Yeah they’re great. And of course, Bo [Koster of My Morning Jacket]! After Drew [Erickson], who was the keyboard player we had after Desert Trip, fell out the window, weirdly enough, two days after we were playing in Nashville and Patrick [Hallahan of My Morning Jacket] and Bo came to the show and I thought “Wow, I need a keyboard player. What’re you doing Bo?” And he fit in perfectly. He’s beautiful, he’s great.

I am glad you specifically pointed out Joey Waronker. On the record and live, he was such a welcome departure from, say, Graham Broad’s sort of balls-to-the-wall style. He was a perfect match for the Pink Floyd material, and I can’t imagine anyone else playing your new stuff.

Yeah, he is brilliant. Boom. End of story. And Jonathan [Wilson] and Gus [Seyffert] are both consummate musicians and great at what they do. And also lovely guys. I don’t know; what more could you want? So it’s been a very happy experience.

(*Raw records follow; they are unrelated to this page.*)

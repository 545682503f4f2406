pub mod config;
pub mod error;
pub mod market;
pub mod traits;
pub mod types;

pub use config::*;
pub use error::*;
pub use traits::*;
pub use types::*;
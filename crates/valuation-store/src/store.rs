use crate::db::ValuationDb;
use crate::models::*;
use anyhow::Result;
use async_trait::async_trait;
use valuation_core::market::MarketData;
use valuation_core::{CompanyDataSource, CompanySnapshot, ValuationError};

pub struct CompanyStore {
    db: ValuationDb,
}

impl CompanyStore {
    pub fn new(db: ValuationDb) -> Self {
        Self { db }
    }

    /// Persist one upstream payload in a single transaction and return the
    /// new company id. Nothing is written if any insert fails.
    pub async fn save_market_data(&self, data: &MarketData) -> Result<i64> {
        let mut tx = self.db.pool().begin().await?;

        let company_id = sqlx::query(
            r#"
            INSERT INTO company
            (name, industry, description, isin, bse_code, nse_code, year_high, year_low, percent_change)
            VALUES (?, ?, ?, ?, ?, ?, ?, ?, ?)
            "#,
        )
        .bind(&data.company_name)
        .bind(&data.industry)
        .bind(&data.company_profile.company_description)
        .bind(&data.company_profile.isin)
        .bind(&data.exchange_code_bse)
        .bind(&data.exchange_code_nse)
        .bind(data.year_high)
        .bind(data.year_low)
        .bind(data.percent_change)
        .execute(&mut *tx)
        .await?
        .last_insert_rowid();

        for officer in data.officers() {
            sqlx::query(
                r#"
                INSERT INTO officers
                (company_id, rank, since, first_name, middle_name, last_name, age, title)
                VALUES (?, ?, ?, ?, ?, ?, ?, ?)
                "#,
            )
            .bind(company_id)
            .bind(officer.rank)
            .bind(officer.since_date())
            .bind(&officer.first_name)
            .bind(&officer.middle_initial)
            .bind(&officer.last_name)
            .bind(officer.age)
            .bind(officer.title_text())
            .execute(&mut *tx)
            .await?;
        }

        for peer in data.peers() {
            sqlx::query(
                r#"
                INSERT INTO peer_companies
                (company_id, ticker_id, name, pb_ratio, pe_ratio, market_cap, price, percent_change,
                 net_change, roe_5yr, roe_ttm, debt_to_equity, net_profit_margin_5yr,
                 net_profit_margin_ttm, dividend_yield, shares_outstanding, rating, year_high, year_low)
                VALUES (?, ?, ?, ?, ?, ?, ?, ?, ?, ?, ?, ?, ?, ?, ?, ?, ?, ?, ?)
                "#,
            )
            .bind(company_id)
            .bind(&peer.ticker_id)
            .bind(&peer.company_name)
            .bind(peer.pb_ratio)
            .bind(peer.pe_ratio)
            .bind(peer.market_cap)
            .bind(peer.price)
            .bind(peer.percent_change)
            .bind(peer.net_change)
            .bind(peer.roe_5yr)
            .bind(peer.roe_ttm)
            .bind(peer.debt_to_equity)
            .bind(peer.net_profit_margin_5yr)
            .bind(peer.net_profit_margin_ttm)
            .bind(peer.dividend_yield)
            .bind(peer.shares_outstanding)
            .bind(&peer.rating)
            .bind(peer.year_high)
            .bind(peer.year_low)
            .execute(&mut *tx)
            .await?;
        }

        let current = data.current_price.clone().unwrap_or_default();
        for (exchange, price) in [("BSE", current.bse), ("NSE", current.nse)] {
            sqlx::query("INSERT INTO stock_price (company_id, exchange, price) VALUES (?, ?, ?)")
                .bind(company_id)
                .bind(exchange)
                .bind(price)
                .execute(&mut *tx)
                .await?;
        }

        for point in &data.stock_technical_data {
            sqlx::query(
                "INSERT INTO stock_technical_data (company_id, days, bse_price, nse_price) VALUES (?, ?, ?, ?)",
            )
            .bind(company_id)
            .bind(point.days)
            .bind(point.bse_price)
            .bind(point.nse_price)
            .execute(&mut *tx)
            .await?;
        }

        let mut line_items = 0usize;
        for report in &data.financials {
            let statement_id = sqlx::query(
                r#"
                INSERT INTO financial_statements
                (company_id, fiscal_year, period_type, report_type, end_date, end_year)
                VALUES (?, ?, ?, ?, NULL, ?)
                "#,
            )
            .bind(company_id)
            .bind(report.fiscal_year())
            .bind(report.period_type())
            .bind(report.report_type())
            .bind(report.end_year())
            .execute(&mut *tx)
            .await?
            .last_insert_rowid();

            for (category, item) in report.statement.items() {
                sqlx::query(
                    r#"
                    INSERT INTO financial_line_items (statement_id, category, display_name, key_name, value)
                    VALUES (?, ?, ?, ?, ?)
                    "#,
                )
                .bind(statement_id)
                .bind(category.as_str())
                .bind(&item.display_name)
                .bind(&item.key)
                .bind(item.numeric_value())
                .execute(&mut *tx)
                .await?;
                line_items += 1;
            }
        }

        tx.commit().await?;
        tracing::info!(
            "Saved market data for {} (company_id={}, {} statements, {} line items)",
            data.company_name,
            company_id,
            data.financials.len(),
            line_items
        );

        Ok(company_id)
    }

    /// First company whose name contains `name`, ignoring case.
    pub async fn find_company(&self, name: &str) -> Result<Option<CompanyRow>> {
        let company = sqlx::query_as::<_, CompanyRow>(
            "SELECT * FROM company WHERE LOWER(name) LIKE LOWER(?) ORDER BY company_id LIMIT 1",
        )
        .bind(format!("%{}%", name))
        .fetch_optional(self.db.pool())
        .await?;

        Ok(company)
    }

    pub async fn latest_price(&self, company_id: i64) -> Result<Option<f64>> {
        let price = sqlx::query_as::<_, PriceRow>(
            "SELECT * FROM stock_price WHERE company_id = ? ORDER BY created_at DESC, price_id DESC LIMIT 1",
        )
        .bind(company_id)
        .fetch_optional(self.db.pool())
        .await?;

        Ok(price.and_then(|p| p.price))
    }

    async fn line_items(&self, statement_id: i64) -> Result<Vec<LineItemRow>> {
        let items = sqlx::query_as::<_, LineItemRow>(
            r#"
            SELECT category, display_name, key_name, value
            FROM financial_line_items
            WHERE statement_id = ?
            ORDER BY line_item_id
            "#,
        )
        .bind(statement_id)
        .fetch_all(self.db.pool())
        .await?;

        Ok(items)
    }

    async fn with_line_items(&self, statements: Vec<StatementRow>) -> Result<Vec<StatementWithItems>> {
        let mut result = Vec::with_capacity(statements.len());
        for statement in statements {
            let line_items = self.line_items(statement.statement_id).await?;
            result.push(StatementWithItems { statement, line_items });
        }
        Ok(result)
    }

    /// Most recent statements first, at most `limit`.
    pub async fn recent_statements(&self, company_id: i64, limit: usize) -> Result<Vec<StatementWithItems>> {
        let statements = sqlx::query_as::<_, StatementRow>(
            r#"
            SELECT * FROM financial_statements
            WHERE company_id = ?
            ORDER BY fiscal_year DESC NULLS LAST, statement_id
            LIMIT ?
            "#,
        )
        .bind(company_id)
        .bind(limit as i64)
        .fetch_all(self.db.pool())
        .await?;

        self.with_line_items(statements).await
    }

    /// Engine input for one company, or `None` when no company matches.
    pub async fn company_snapshot(&self, name: &str, statement_limit: usize) -> Result<Option<CompanySnapshot>> {
        let Some(company) = self.find_company(name).await? else {
            return Ok(None);
        };

        let peer = sqlx::query_as::<_, PeerRow>(
            "SELECT * FROM peer_companies WHERE company_id = ? ORDER BY peer_id LIMIT 1",
        )
        .bind(company.company_id)
        .fetch_optional(self.db.pool())
        .await?;

        let latest_price = self.latest_price(company.company_id).await?;

        let statements = self
            .recent_statements(company.company_id, statement_limit)
            .await?
            .iter()
            .map(StatementWithItems::to_statement)
            .collect::<Result<Vec<_>>>()?;

        tracing::debug!(
            "Loaded snapshot for {} with {} statements",
            company.name,
            statements.len()
        );

        Ok(Some(CompanySnapshot {
            company: company.profile(),
            peer: peer.map(|p| p.comparison()),
            latest_price,
            statements,
        }))
    }

    pub async fn company_full_data(&self, name: &str) -> Result<Option<CompanyFullData>> {
        let Some(company) = self.find_company(name).await? else {
            return Ok(None);
        };
        let id = company.company_id;

        let officers = sqlx::query_as::<_, OfficerRow>(
            "SELECT * FROM officers WHERE company_id = ? ORDER BY officer_id",
        )
        .bind(id)
        .fetch_all(self.db.pool())
        .await?;

        let peers = sqlx::query_as::<_, PeerRow>(
            "SELECT * FROM peer_companies WHERE company_id = ? ORDER BY peer_id",
        )
        .bind(id)
        .fetch_all(self.db.pool())
        .await?;

        let prices = sqlx::query_as::<_, PriceRow>(
            "SELECT * FROM stock_price WHERE company_id = ? ORDER BY created_at DESC, price_id DESC",
        )
        .bind(id)
        .fetch_all(self.db.pool())
        .await?;

        let technical = sqlx::query_as::<_, TechnicalRow>(
            "SELECT * FROM stock_technical_data WHERE company_id = ? ORDER BY technical_id",
        )
        .bind(id)
        .fetch_all(self.db.pool())
        .await?;

        let statements = sqlx::query_as::<_, StatementRow>(
            "SELECT * FROM financial_statements WHERE company_id = ? ORDER BY statement_id",
        )
        .bind(id)
        .fetch_all(self.db.pool())
        .await?;
        let financial_statements = self.with_line_items(statements).await?;

        Ok(Some(CompanyFullData {
            company,
            officers,
            peers,
            prices,
            technical,
            financial_statements,
        }))
    }
}

#[async_trait]
impl CompanyDataSource for CompanyStore {
    async fn company_snapshot(
        &self,
        name: &str,
        statement_limit: usize,
    ) -> Result<CompanySnapshot, ValuationError> {
        CompanyStore::company_snapshot(self, name, statement_limit)
            .await
            .map_err(|e| ValuationError::DatabaseError(e.to_string()))?
            .ok_or_else(|| ValuationError::CompanyNotFound(name.to_string()))
    }
}
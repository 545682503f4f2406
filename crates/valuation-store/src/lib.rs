pub mod db;
pub mod models;
pub mod store;

pub use db::ValuationDb;
pub use models::*;
pub use store::CompanyStore;
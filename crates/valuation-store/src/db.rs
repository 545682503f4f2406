use anyhow::Result;
use sqlx::sqlite::{SqliteConnectOptions, SqlitePool, SqlitePoolOptions};
use std::str::FromStr;

#[derive(Clone)]
pub struct ValuationDb {
    pool: SqlitePool,
}

impl ValuationDb {
    /// Open (or create) the database and apply the schema.
    pub async fn new(database_url: &str) -> Result<Self> {
        let options = SqliteConnectOptions::from_str(database_url)?
            .create_if_missing(true)
            .foreign_keys(true);

        // Every connection to an in-memory database sees its own empty database.
        let in_memory = database_url.contains(":memory:");
        let pool_options = if in_memory {
            SqlitePoolOptions::new()
                .max_connections(1)
                .idle_timeout(None)
                .max_lifetime(None)
        } else {
            SqlitePoolOptions::new().max_connections(5)
        };

        let pool = pool_options.connect_with(options).await?;

        let db = Self { pool };
        db.init_schema().await?;
        tracing::debug!("Opened valuation database {}", database_url);

        Ok(db)
    }

    async fn init_schema(&self) -> Result<()> {
        let schema = include_str!("../schema.sql");

        // sqlx runs one statement per query
        for statement in schema.split(';') {
            let stmt = statement.trim();
            if !stmt.is_empty() {
                sqlx::query(stmt).execute(&self.pool).await?;
            }
        }

        Ok(())
    }

    pub fn pool(&self) -> &SqlitePool {
        &self.pool
    }
}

Your relationship to the BDS Movement (Boycott, Divestment, and Sanctions) has resulted in protests calling to have some of your shows canceled. This happened with your Nassau Coliseum gigs for example. Did you have any similar experiences abroad?

Yeah! Abroad, well, they threatened to throw me in prison in Brazil because I was sticking my oar into their election by joining the #EleNão movement which failed. You know Bolsonaro, the fascist Bolsonaro, was elected notwithstanding the resistance to him. I wanted to go and visit Lula [former president Luiz Inácio Lula da Silva] when we got down south to where he was in prison and the local judge denied me that opportunity. Because it was a very sensitive time, it was coming up to the election… obviously the only reason Lula is in prison is because he would have won the election standing on his head with both hands tied behind his back IF he could have stood, which he can’t, because they’ve got him in prison on trumped up corruption charges. In the West people just go, “Oh yeah, another corrupt politician.” No he’s not. He is not a corrupt politician; he is in prison on trumped up charges put there by the powers that be in Brazil… So, um, where else… I implored them to lock me up in France where they have Draconian anti-BDS bills, and where they have prosecuted young people for standing outside grocery shops with placards saying “Don’t Buy Food From The Settlements.” In fact, I wrote a long letter to the republic about two years ago asking them what they were doing and why they were doing that. It’s quite difficult for somebody who isn’t French to even understand it. So I am not going to try and understand it myself and reiterate it to you but suffice it to say that picketing a shop that sells stuff from the settlements is considered a hate crime. In France. You can’t believe it. Remember “Des Droits De L’Homme” 1789? Remember universal human rights?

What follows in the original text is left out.